OGH zur Akteneinsicht in den Pflegschaftsakt des Verstorbenen
Der Oberste Gerichtshof (OGH) beurteilte, unter welchen Voraussetzungen Einsicht in den Pflegschaftsakt, insbesondere in die gesundheitsrelevanten Aktenbestandteile, zu gewähren ist.
Die Antragstellerin ist die Nichte der im September 2023 verstorbenen Betroffenen, für die ein Erwachsenenvertreter für diverse Angelegenheiten bestellt wurde. Mit rechtskräftigem Einantwortungsbeschluss vom Februar 2024 wurde der Nachlass der Betroffenen zur Gänze der Antragstellerin eingeantwortet.
Die Antragstellerin begehrte, ihr Einsicht in den Pflegschaftsakt zu gewähren. Nach dem Tod der Betroffenen sei ein bei einem Notar hinterlegtes „vorläufiges Testament“ aufgefunden worden, das die Vermögensverteilung in Form von Legaten regle. Aus einem eingeholten Schriftgutachten ergebe sich, dass das Testament aufgrund unterschiedlicher Schriftmerkmale nicht in einem Zuge verfasst worden sei. Um Aufschluss über die Testierfähigkeit der Verstorbenen zu erlangen, wurde die Akteneinsicht in den Pflegschaftsakt, insbesondere in die gesundheitsrelevanten Aktenbestandteile, beantragt.

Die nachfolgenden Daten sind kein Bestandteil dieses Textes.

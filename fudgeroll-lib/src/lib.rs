pub mod dice;
pub mod error;
mod evaluator;
pub mod model;
mod parser;
pub mod roll;
pub mod solver;

/// Solve `token` if it is a dice expression
///
/// `Ok(None)` means the token is plain text. Never panics, whatever the input.
pub fn parse_dice_expression(token: &str) -> error::Result<Option<roll::Result>> {
    solver::Solver::new(token).solve()
}

#[cfg(test)]
mod tests {
    use crate::dice::DieType;
    use crate::error::Error;
    use crate::model::Expression;
    use crate::roll::Kind;
    use crate::roll::Sign;
    use crate::roll::Source;
    use crate::solver::Options;
    use crate::solver::Solver;

    pub struct MockIter<T: Iterator<Item = i64>> {
        pub iter: T,
    }

    impl<T: Iterator<Item = i64>> Source for MockIter<T> {
        fn throw(&mut self, min: i64, max: i64) -> i64 {
            match self.iter.next() {
                Some(value) => {
                    if value < min || value > max {
                        panic!("Tried to return {} for a {}..={} range", value, min, max)
                    }
                    value
                }
                None => panic!("Iterator out of values"),
            }
        }
    }

    fn mock(values: Vec<i64>) -> MockIter<std::vec::IntoIter<i64>> {
        MockIter {
            iter: values.into_iter(),
        }
    }

    #[test]
    fn face_count_and_range_test() {
        for die in [DieType::F, DieType::R, DieType::T] {
            for n in 1..=30 {
                let token = format!("{}{}", n, die);
                let res = crate::parse_dice_expression(&token).unwrap().unwrap();
                let chain = res.as_chain().unwrap();
                assert_eq!(1, chain.len());
                let outcome = &chain[0];
                let rolls = outcome.get_rolls();
                assert_eq!(n, rolls.len());
                assert!(rolls.iter().all(|r| (die.min()..=die.max()).contains(r)));
                assert_eq!(rolls.iter().sum::<i64>(), outcome.get_sum());
                assert_eq!(outcome.get_sum(), chain.get_total());
            }
        }
    }

    #[test]
    fn batch_test() {
        let r = Solver::new("3#1f");
        let res = r.solve_with_source(&mut mock(vec![1, 12, 7])).unwrap().unwrap();
        match res.get_result() {
            Kind::Chain(_) => unreachable!(),
            Kind::Batch(batch) => {
                assert_eq!(3, batch.len());
                let totals: Vec<_> = batch.iter().map(|o| o.get_total()).collect();
                assert_eq!(vec![-5, 6, 1], totals);
                assert!(batch.iter().all(|o| o.get_source() == "1f"));
                assert!(batch.iter().all(|o| o.get_rolls().len() == 1));
            }
        }
        assert_eq!("3#1f", res.get_query());
        eprintln!("{}", res);
    }

    #[test]
    fn batch_with_chain_test() {
        assert!(matches!(
            Solver::new("3#1f+2f").solve(),
            Err(Error::MalformedExpression { .. })
        ));
        assert!(matches!(
            crate::parse_dice_expression("1f+3#1f"),
            Err(Error::MalformedExpression { .. })
        ));
    }

    #[test]
    fn chain_add_test() {
        let r = Solver::new("2f+1r");
        let res = r.solve_with_source(&mut mock(vec![7, 8, 18])).unwrap().unwrap();
        let chain = res.as_chain().unwrap();
        assert_eq!(2, chain.len());
        assert_eq!(Sign::Plus, chain[0].get_sign());
        assert_eq!(Sign::Plus, chain[1].get_sign());
        assert_eq!("2f", chain[0].get_source());
        assert_eq!("1r", chain[1].get_source());
        assert_eq!(3, chain[0].get_sum());
        assert_eq!(9, chain[1].get_sum());
        assert_eq!(12, chain.get_total());
        assert_eq!("`2f+1r` `[1, 2] + [9]` = **12**", res.to_string());
    }

    #[test]
    fn chain_sub_test() {
        let r = Solver::new("2f-1r");
        let res = r.solve_with_source(&mut mock(vec![7, 8, 1])).unwrap().unwrap();
        let chain = res.as_chain().unwrap();
        assert_eq!(Sign::Minus, chain[1].get_sign());
        assert_eq!(-8, chain[1].get_sum());
        assert_eq!(3 - -8, chain.get_total());
    }

    #[test]
    fn static_modifier_test() {
        let r = Solver::new("2f+3-1t");
        let res = r.solve_with_source(&mut mock(vec![6, 6, 24])).unwrap().unwrap();
        let chain = res.as_chain().unwrap();
        assert_eq!(2, chain.len());
        assert_eq!(Some(3), chain[0].get_modifier());
        assert_eq!(0, chain[0].get_sum());
        assert_eq!(3, chain[0].get_total());
        assert_eq!(3 - 12, chain.get_total());
    }

    #[test]
    fn not_dice_test() {
        for token in ["hello", "", "f", "2d6", "2fx", "2f+3x", "#1f", "kh2"] {
            assert!(
                matches!(crate::parse_dice_expression(token), Ok(None)),
                "{}",
                token
            );
        }
    }

    #[test]
    fn trailing_sign_test() {
        assert!(matches!(
            Solver::new("2f+").solve(),
            Err(Error::MalformedExpression { .. })
        ));
        assert!(matches!(
            Solver::new("2f+1r-").solve(),
            Err(Error::MalformedExpression { .. })
        ));
    }

    #[test]
    fn keep_high_test() {
        let r = Solver::new("4fkh2");
        let res = r
            .solve_with_source(&mut mock(vec![1, 12, 6, 9]))
            .unwrap()
            .unwrap();
        let outcome = &res.as_chain().unwrap()[0];
        assert_eq!(vec![-5, 0, 3, 6], outcome.get_rolls());
        assert_eq!(vec![3, 6], outcome.get_kept());
        assert_eq!(9, outcome.get_sum());
        assert_eq!("[~~-5~~, ~~0~~, 3, 6]", outcome.to_string_history());
    }

    #[test]
    fn keep_low_test() {
        let r = Solver::new("3rkl1+2");
        let res = r
            .solve_with_source(&mut mock(vec![18, 1, 10]))
            .unwrap()
            .unwrap();
        let outcome = &res.as_chain().unwrap()[0];
        assert_eq!(vec![-8], outcome.get_kept());
        assert_eq!(-6, outcome.get_total());
    }

    #[test]
    fn keep_exceeds_amount_test() {
        assert!(matches!(
            Solver::new("2fkh3").solve(),
            Err(Error::InvalidSpec(_))
        ));
    }

    #[test]
    fn parse_is_stable_test() {
        let r = Solver::new("2fkh1+3-1r+10t");
        let first = r.parse().unwrap().unwrap();
        for _ in 0..10 {
            assert_eq!(first, r.parse().unwrap().unwrap());
        }
        match first {
            Expression::Chain(links) => assert_eq!(3, links.len()),
            Expression::Batch { .. } => unreachable!(),
        }
    }

    #[test]
    fn uppercase_test() {
        let res = crate::parse_dice_expression("2F-1R").unwrap().unwrap();
        assert_eq!("2f-1r", res.get_query());
        assert_eq!(2, res.outcomes().len());
    }

    #[test]
    fn multi_digit_count_test() {
        let res = Solver::new("12t").solve().unwrap().unwrap();
        assert_eq!(12, res.outcomes()[0].get_rolls().len());
    }

    #[test]
    fn single_digit_option_test() {
        let options = Options {
            single_digit_count: true,
            ..Options::default()
        };
        assert!(matches!(
            Solver::new("12f").with_options(options).solve(),
            Ok(None)
        ));
        assert!(matches!(
            Solver::new("1f+12f").with_options(options).solve(),
            Err(Error::MalformedExpression { .. })
        ));
        assert!(matches!(
            Solver::new("9f").with_options(options).solve(),
            Ok(Some(_))
        ));
    }

    #[test]
    fn max_terms_test() {
        let options = Options {
            max_terms: 2,
            ..Options::default()
        };
        assert!(Solver::new("1f+1f").with_options(options).solve().is_ok());
        assert!(matches!(
            Solver::new("1f+1f+1f").with_options(options).solve(),
            Err(Error::MalformedExpression { .. })
        ));

        let long = vec!["1f"; 100].join("+");
        assert!(matches!(
            Solver::new(&long).solve(),
            Err(Error::MalformedExpression { .. })
        ));
    }

    #[test]
    fn never_panics_test() {
        for token in [
            "+", "-", "#", "1#", "1#f", "99999999999999999999999f", "1f+-1f", "1f++", "1fkh",
            "1fkh99999999999999999999", "3#", "é1f", "1fé", "1f+é", "0#0f", "1f-0",
        ] {
            let _ = crate::parse_dice_expression(token);
        }
    }

    #[test]
    fn solve_with_rng_test() {
        use rand::rngs::StdRng;
        use rand::SeedableRng;

        let r = Solver::new("5#3tkl2-1");
        let a = r.solve_with(&mut StdRng::seed_from_u64(7)).unwrap().unwrap();
        let b = r.solve_with(&mut StdRng::seed_from_u64(7)).unwrap().unwrap();
        let totals = |res: &crate::roll::Result| {
            res.outcomes().iter().map(|o| o.get_total()).collect::<Vec<_>>()
        };
        assert_eq!(5, a.as_batch().unwrap().len());
        assert_eq!(totals(&a), totals(&b));
    }
}
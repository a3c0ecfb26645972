use serenity::framework::standard::macros::hook;
use serenity::framework::standard::CommandResult;
use serenity::model::channel::Message;
use serenity::prelude::Context;
use tracing::error;
use tracing::info;
use tracing::warn;

#[hook]
pub(crate) async fn before(_ctx: &Context, msg: &Message, command: &str) -> bool {
    info!("Got command `{}` by user `{}`", command, msg.author.name);
    true
}

#[hook]
pub(crate) async fn after(_ctx: &Context, _msg: &Message, command: &str, result: CommandResult) {
    match result {
        Ok(()) => info!("Processed command `{}`", command),
        Err(why) => error!("Command `{}` returned error `{:?}`", command, why),
    }
}

#[hook]
pub(crate) async fn unknown_command(_ctx: &Context, _msg: &Message, unknown: &str) {
    warn!("Could not find command named `{}`", unknown);
}
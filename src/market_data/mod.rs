pub mod kline_store;
pub mod router;
pub mod symbol_registry;

pub use kline_store::KlineStore;
pub use router::KlineRouter;
pub use symbol_registry::{SymbolRegistry, SyncOutcome};
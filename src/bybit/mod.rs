// =============================================================================
// Bybit venue access — REST market data, quota tracking, public WebSocket
// =============================================================================

pub mod client;
pub mod rate_limit;
pub mod ws;

use anyhow::Result;
use async_trait::async_trait;
use chrono::{DateTime, Utc};

use crate::types::Kline;

pub use client::BybitRestClient;

/// REST market-data operations the collector depends on.
#[async_trait]
pub trait MarketRest: Send + Sync {
    /// Current tradable symbols of the configured category.
    async fn tradable_symbols(&self) -> Result<Vec<String>>;

    /// Candles of `symbol` whose start falls in `[start, end]`, oldest first.
    async fn klines(
        &self,
        category: &str,
        symbol: &str,
        interval: &str,
        start: DateTime<Utc>,
        end: DateTime<Utc>,
    ) -> Result<Vec<Kline>>;
}
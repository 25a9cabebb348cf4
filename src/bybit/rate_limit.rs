// =============================================================================
// Rate-Limit Tracker — follows Bybit REST quota headers
// =============================================================================
//
// Every Bybit V5 response carries the per-endpoint quota:
//   - X-Bapi-Limit                  request limit of the current window
//   - X-Bapi-Limit-Status           requests remaining in the window
//   - X-Bapi-Limit-Reset-Timestamp  window reset time (epoch ms)
//
// The tracker keeps the latest values in atomics so any task can read them
// lock-free.
// =============================================================================

use std::sync::atomic::{AtomicI64, AtomicU32, Ordering};

use reqwest::header::HeaderMap;
use serde::Serialize;
use tracing::{debug, warn};

/// Warn once the remaining quota drops below this share of the limit.
const WARN_REMAINING_RATIO: f64 = 0.2;

/// Thread-safe rate-limit tracker backed by atomic counters.
pub struct RateLimitTracker {
    limit: AtomicU32,
    remaining: AtomicU32,
    reset_at_ms: AtomicI64,
}

/// Immutable snapshot of the current quota state.
#[derive(Debug, Clone, Copy, PartialEq, Eq, Serialize)]
pub struct RateLimitSnapshot {
    pub limit: u32,
    pub remaining: u32,
    pub reset_at_ms: i64,
}

impl RateLimitTracker {
    pub fn new() -> Self {
        Self {
            limit: AtomicU32::new(0),
            remaining: AtomicU32::new(0),
            reset_at_ms: AtomicI64::new(0),
        }
    }

    /// Update counters from the headers of a Bybit response.
    pub fn update_from_headers(&self, headers: &HeaderMap) {
        if let Some(limit) = header_value::<u32>(headers, "X-Bapi-Limit") {
            self.limit.store(limit, Ordering::Relaxed);
        }
        if let Some(reset) = header_value::<i64>(headers, "X-Bapi-Limit-Reset-Timestamp") {
            self.reset_at_ms.store(reset, Ordering::Relaxed);
        }

        let Some(remaining) = header_value::<u32>(headers, "X-Bapi-Limit-Status") else {
            return;
        };
        self.remaining.store(remaining, Ordering::Relaxed);

        let limit = self.limit.load(Ordering::Relaxed);
        if limit > 0 && f64::from(remaining) < f64::from(limit) * WARN_REMAINING_RATIO {
            warn!(
                remaining,
                limit,
                reset_at_ms = self.reset_at_ms.load(Ordering::Relaxed),
                "bybit rate-limit quota running low"
            );
        } else {
            debug!(remaining, limit, "bybit rate-limit quota updated");
        }
    }

    /// True when the last response reported no remaining quota.
    pub fn is_exhausted(&self) -> bool {
        self.limit.load(Ordering::Relaxed) > 0 && self.remaining.load(Ordering::Relaxed) == 0
    }

    pub fn snapshot(&self) -> RateLimitSnapshot {
        RateLimitSnapshot {
            limit: self.limit.load(Ordering::Relaxed),
            remaining: self.remaining.load(Ordering::Relaxed),
            reset_at_ms: self.reset_at_ms.load(Ordering::Relaxed),
        }
    }
}

impl Default for RateLimitTracker {
    fn default() -> Self {
        Self::new()
    }
}

impl std::fmt::Debug for RateLimitTracker {
    fn fmt(&self, f: &mut std::fmt::Formatter<'_>) -> std::fmt::Result {
        f.debug_struct("RateLimitTracker")
            .field("limit", &self.limit.load(Ordering::Relaxed))
            .field("remaining", &self.remaining.load(Ordering::Relaxed))
            .field("reset_at_ms", &self.reset_at_ms.load(Ordering::Relaxed))
            .finish()
    }
}

fn header_value<T: std::str::FromStr>(headers: &HeaderMap, name: &str) -> Option<T> {
    headers.get(name)?.to_str().ok()?.trim().parse().ok()
}

#[cfg(test)]
mod tests {
    use super::*;
    use reqwest::header::HeaderValue;

    fn headers(limit: &str, remaining: &str) -> HeaderMap {
        let mut map = HeaderMap::new();
        map.insert("X-Bapi-Limit", HeaderValue::from_str(limit).unwrap());
        map.insert("X-Bapi-Limit-Status", HeaderValue::from_str(remaining).unwrap());
        map.insert(
            "X-Bapi-Limit-Reset-Timestamp",
            HeaderValue::from_static("1700000000000"),
        );
        map
    }

    #[test]
    fn tracks_latest_headers() {
        let tracker = RateLimitTracker::new();
        tracker.update_from_headers(&headers("120", "119"));
        assert_eq!(
            tracker.snapshot(),
            RateLimitSnapshot {
                limit: 120,
                remaining: 119,
                reset_at_ms: 1_700_000_000_000,
            }
        );
        assert!(!tracker.is_exhausted());

        tracker.update_from_headers(&headers("120", "0"));
        assert!(tracker.is_exhausted());
    }

    #[test]
    fn ignores_missing_or_garbage_headers() {
        let tracker = RateLimitTracker::new();
        tracker.update_from_headers(&HeaderMap::new());
        let mut bad = HeaderMap::new();
        bad.insert("X-Bapi-Limit-Status", HeaderValue::from_static("lots"));
        tracker.update_from_headers(&bad);
        assert_eq!(tracker.snapshot().remaining, 0);
        assert!(!tracker.is_exhausted());
    }
}
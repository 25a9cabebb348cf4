use std::collections::HashSet;

use anyhow::{bail, Result};
use async_trait::async_trait;
use parking_lot::Mutex;

use super::{KlineKey, KlineRecord, KlineSink, UpsertOutcome};

/// In-memory sink that enforces the same uniqueness rule as the database.
#[derive(Default)]
pub struct MemoryKlineSink {
    rows: Mutex<Vec<KlineRecord>>,
    keys: Mutex<HashSet<KlineKey>>,
    calls: Mutex<usize>,
    failing_symbol: Option<String>,
}

impl MemoryKlineSink {
    pub fn new() -> Self {
        Self::default()
    }

    /// Every insert for `symbol` fails with a hard error.
    pub fn failing_for(symbol: &str) -> Self {
        Self {
            failing_symbol: Some(symbol.to_string()),
            ..Self::default()
        }
    }

    pub fn rows(&self) -> Vec<KlineRecord> {
        self.rows.lock().clone()
    }

    pub fn calls(&self) -> usize {
        *self.calls.lock()
    }
}

#[async_trait]
impl KlineSink for MemoryKlineSink {
    async fn upsert_kline(&self, record: &KlineRecord) -> Result<UpsertOutcome> {
        *self.calls.lock() += 1;

        if self.failing_symbol.as_deref() == Some(record.symbol.as_str()) {
            bail!("connection refused");
        }

        if !self.keys.lock().insert(record.key()) {
            return Ok(UpsertOutcome::Duplicate);
        }
        self.rows.lock().push(record.clone());
        Ok(UpsertOutcome::Inserted)
    }
}

#[cfg(test)]
mod tests {
    use super::*;
    use chrono::{TimeZone, Utc};

    fn record(confirm: bool) -> KlineRecord {
        let start = Utc.timestamp_millis_opt(1_700_000_000_000).unwrap();
        KlineRecord {
            symbol: "BTCUSDT".into(),
            interval: "1m".into(),
            start,
            end: start + chrono::Duration::milliseconds(59_999),
            open: 1.0,
            close: 2.0,
            high: 3.0,
            low: 0.5,
            volume: 10.0,
            turnover: 20.0,
            confirm,
            timestamp: start,
        }
    }

    #[tokio::test]
    async fn second_insert_is_duplicate() {
        let sink = MemoryKlineSink::new();
        assert_eq!(sink.upsert_kline(&record(true)).await.unwrap(), UpsertOutcome::Inserted);
        assert_eq!(sink.upsert_kline(&record(true)).await.unwrap(), UpsertOutcome::Duplicate);
        assert_eq!(sink.rows().len(), 1);
        assert_eq!(sink.calls(), 2);
    }

    #[tokio::test]
    async fn confirm_flag_is_part_of_identity() {
        let sink = MemoryKlineSink::new();
        sink.upsert_kline(&record(false)).await.unwrap();
        sink.upsert_kline(&record(true)).await.unwrap();
        assert_eq!(sink.rows().len(), 2);
    }
}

Das Erstgericht bewilligte den Antrag, soweit sich dieser auf die Aktenbestandteile zu den Einkommens- und Vermögensverhältnissen bezieht. Im Übrigen, soweit die Akteneinsicht auch für Aktenbestandteile zum Gesundheitszustand der Betroffenen begehrt wird, wurde der Antrag abgewiesen. Das Rekursgericht bestätigte diese Entscheidung. Die Antragstellerin habe kein ausreichendes Vorbringen zu Zweifeln an der Gültigkeit des Testaments und einem abweichenden wahren Willen der Verstorbenen erstattet.
Der OGH traf folgende Entscheidung:
Antragsteller müssen darlegen, warum die von ihnen zu benennenden Aktenbestandteile geeignet sind, dem wahren Willen des verstorbenen Betroffenen zum Durchbruch zu verhelfen.
Die Antragstellerin ging aufgrund eines von ihr eingeholten Schriftgutachtens davon aus, dass die Unterfertigung des Testaments erst nach Bestellung des Erwachsenenvertreters erfolgte. Damit äußerte sie Zweifel daran, dass die Betroffene zum Zeitpunkt der Unterfertigung des Testaments noch testierfähig war. Aus dem Antrag ergab sich auch, dass durch die Einsicht in die gesundheitsbezogenen Aktenbestandteile Rückschlüsse auf den Geisteszustand und damit die Testierfähigkeit der Verstorbenen gewonnen werden sollen.
Damit hat die Antragstellerin ausreichend deutlich dargelegt, zu welchem Zweck die Einsicht erfolgen soll und dass auf diese Weise der wahre Wille der Betroffenen überprüft und damit letztlich durchgesetzt werden soll.